Michiel van Miereveld (also spelled Mierevelt) was trained as a history painter but quickly became one of Holland’s leading portraitists. His work was so popular at the Prince of Orange’s court in The Hague and among the elite of Dutch society that Van Miereveld became one of Delft’s richest burghers. Students and followers made numerous repetitions and variations of his compositions. Throughout his long artistic career, Van Miereveld continued to paint his human subjects in a formal and formulaic style. In his portraits, whether full or half length, he excelled in careful descriptions of external features and costume details.

By the time he painted Portrait of a Lady with a Ruff in 1638, Van Miereveld was too set in his ways to adjust his style to the livelier approach being developed by his younger colleagues, among them Frans Hals and Rembrandt van Rijn. His continuing popularity, however, proved that he had no reason to do so. This portrait has a quiet charm, and the woman’s gentle gaze conveys a pleasant personality and an inward strength that reflects the stoic beliefs of the time. Her costume and elaborate lace-edged ruff are the epitome of craftsmanship and refinement. The embroidery on her stomacher, with its intricate pattern of flowers and birds, may contain an allegorical message that we can no longer decipher. An inscription on the painting indicates that the woman was twenty-six years old when Van Miereveld painted her. Given her age and the sumptuous dress and jewelry she wears, this could be a wedding portrait, although it is not known whether this portrait had a male pendant.

Entry

In contemporary considerations of Dutch seventeenth-century portrait traditions, Michiel van Miereveld has the unfortunate distinction of being the foil against which are placed the stylistic innovations of Frans Hals (Dutch, c. 1582/1583 - 1666) and Rembrandt van Rijn (Dutch, 1606 - 1669). Whereas Hals and Rembrandt introduced a sense of movement and psychological penetration into their portraits, Van Miereveld maintained a preference for formal and formulaic images throughout his long artistic career. In his portraits, whether full length or half length, he excelled in careful descriptions of external features and costume details but, the criticism goes, he provided little feeling for life.

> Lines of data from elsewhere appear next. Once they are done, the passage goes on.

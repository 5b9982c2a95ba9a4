use std::{
    ffi::OsString,
    fmt,
    os::unix::process::ExitStatusExt,
    path::{Path, PathBuf},
    process::ExitStatus,
    time::{Duration, Instant},
};

use tokio::process::Command;

/// The immutable description of the command a supervisor keeps alive.
///
/// Built once at startup and reused verbatim for every respawn.
#[derive(Debug, Clone)]
pub struct LaunchSpec {
    program: PathBuf,
    args: Vec<OsString>,
}

impl LaunchSpec {
    /// Creates a launch spec for `program` with no arguments.
    pub fn new(program: impl Into<PathBuf>) -> Self {
        Self {
            program: program.into(),
            args: Vec::new(),
        }
    }

    /// Appends a single argument.
    pub fn arg(mut self, arg: impl Into<OsString>) -> Self {
        self.args.push(arg.into());
        self
    }

    /// Appends multiple arguments.
    pub fn args<I, S>(mut self, args: I) -> Self
    where
        I: IntoIterator<Item = S>,
        S: Into<OsString>,
    {
        self.args.extend(args.into_iter().map(Into::into));
        self
    }

    /// The program path this spec launches.
    pub fn program(&self) -> &Path {
        &self.program
    }

    pub(crate) fn command(&self) -> Command {
        let mut cmd = Command::new(&self.program);
        cmd.args(&self.args);
        cmd
    }
}

impl fmt::Display for LaunchSpec {
    fn fmt(&self, f: &mut fmt::Formatter<'_>) -> fmt::Result {
        write!(f, "{}", self.program.display())
    }
}

/// Restart bookkeeping for the one watched child.
///
/// Refers to at most one live child at any time; only the supervision loop
/// mutates it. The shape (identity + spec + bookkeeping) would hold for a
/// multi-child supervisor too, but this crate instantiates exactly one.
pub(crate) struct SupervisedProcess {
    pid: u32,
    spec: LaunchSpec,
    respawns: u64,
    born_at: Instant,
}

impl SupervisedProcess {
    pub(crate) fn new(spec: LaunchSpec, pid: u32) -> Self {
        Self {
            pid,
            spec,
            respawns: 0,
            born_at: Instant::now(),
        }
    }

    pub(crate) fn pid(&self) -> u32 {
        self.pid
    }

    pub(crate) fn spec(&self) -> &LaunchSpec {
        &self.spec
    }

    /// Respawns performed so far. Never reset during a run.
    pub(crate) fn respawns(&self) -> u64 {
        self.respawns
    }

    /// Time since the most recent (re)launch.
    pub(crate) fn uptime(&self) -> Duration {
        self.born_at.elapsed()
    }

    pub(crate) fn respawned(&mut self, pid: u32) {
        self.pid = pid;
        self.born_at = Instant::now();
        self.respawns += 1;
    }
}

/// Classification of a wait status reported for the child.
///
/// Only [`Exited`](ExitKind::Exited) and [`Signaled`](ExitKind::Signaled)
/// are deaths; a stopped or continued child is still alive and must not be
/// respawned.
#[derive(Debug, Clone, Copy, PartialEq, Eq)]
pub enum ExitKind {
    /// Normal exit with a status code.
    Exited(i32),
    /// Killed by a signal.
    Signaled { signal: i32, core_dumped: bool },
    /// Suspended by a signal.
    Stopped(i32),
    /// Resumed after a stop.
    Continued,
}

impl ExitKind {
    pub fn classify(status: ExitStatus) -> Self {
        if let Some(code) = status.code() {
            Self::Exited(code)
        } else if let Some(signal) = status.signal() {
            Self::Signaled {
                signal,
                core_dumped: status.core_dumped(),
            }
        } else if let Some(signal) = status.stopped_signal() {
            Self::Stopped(signal)
        } else {
            Self::Continued
        }
    }

    /// Whether this status means the child is gone and may be respawned.
    pub fn is_death(&self) -> bool {
        matches!(self, Self::Exited(_) | Self::Signaled { .. })
    }
}

impl fmt::Display for ExitKind {
    fn fmt(&self, f: &mut fmt::Formatter<'_>) -> fmt::Result {
        match self {
            Self::Exited(code) => write!(f, "exited with status {code}"),
            Self::Signaled {
                signal,
                core_dumped: true,
            } => write!(f, "killed by signal {signal} (core dumped)"),
            Self::Signaled { signal, .. } => write!(f, "killed by signal {signal}"),
            Self::Stopped(signal) => write!(f, "stopped by signal {signal}"),
            Self::Continued => write!(f, "continued"),
        }
    }
}

/// Lifecycle state of the supervised child, as observed from the outside.
#[derive(Debug, Clone, Copy, PartialEq, Eq)]
pub enum ProcessState {
    /// The first launch has not completed yet.
    Starting,
    /// Child alive, supervisor blocked waiting for a state change.
    Running,
    /// Shutdown was requested; the child is being driven to termination.
    ShuttingDown,
    /// Shutdown finished with the child confirmed dead.
    Terminated,
    /// The supervisor gave up: launch failure, crash loop, or wait failure.
    Aborted,
}

impl ProcessState {
    pub fn is_running(&self) -> bool {
        matches!(self, Self::Running)
    }

    pub fn is_terminal(&self) -> bool {
        matches!(self, Self::Terminated | Self::Aborted)
    }
}

impl fmt::Display for ProcessState {
    fn fmt(&self, f: &mut fmt::Formatter<'_>) -> fmt::Result {
        match self {
            Self::Starting => write!(f, "starting"),
            Self::Running => write!(f, "running"),
            Self::ShuttingDown => write!(f, "shutting down"),
            Self::Terminated => write!(f, "terminated"),
            Self::Aborted => write!(f, "aborted"),
        }
    }
}

/// Snapshot of the supervised child published on the status channel.
#[derive(Debug, Clone, PartialEq, Eq)]
pub struct ProcessStatus {
    pub state: ProcessState,
    /// Pid of the live child, if there is one.
    pub pid: Option<u32>,
    /// Respawns performed so far.
    pub respawns: u64,
}

impl ProcessStatus {
    pub(crate) fn starting() -> Self {
        Self {
            state: ProcessState::Starting,
            pid: None,
            respawns: 0,
        }
    }
}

Although Portrait of a Lady with a Ruff will do little to dispel the general assessment of Van Miereveld’s work, it nevertheless has a quiet charm, evident especially in the understated warmth of the woman’s gaze. Van Miereveld painted the portrait in 1638, at the twilight of his career, and was by this time too set in his ways to break free entirely of the formulas that had earned him accolades for more than four decades. The strength of the traditions he followed and the subtle efforts he made to modify them can be seen in a comparable portrait of a younger woman painted some fourteen years earlier [fig. 1], in which the costume and the pose are virtually identical to those in Portrait of a Lady with a Ruff. In the later work, Van Miereveld created a more three-dimensional image through the perspective of the collar and stronger modeling of light and dark.

Although minor changes in Van Miereveld’s style can be detected, it is still quite astonishing that he continued to work in this manner through the 1630s, during a period when so much more lively and penetrating images were being created by his younger colleagues in Haarlem and Amsterdam. He must have continued in this vein in large part because there was a market for such images—clearly a conservative market that still abided by the idea that portraits should describe a sitter’s features but not expose much psychological character through gesture or expression. Van Miereveld’s manner of portraiture may also have retained its hold on a Dutch clientele because it reinforced Neo-Stoicism, a philosophical ideal that was current in the Netherlands.[1] One of the guiding principles of the Neo-Stoic ideal, tranquillitas, was achieved by controlling one’s inner emotions. Thus, a calm outward demeanor would suggest the sitter’s tranquil inner state, attained through rational thought and self-knowledge.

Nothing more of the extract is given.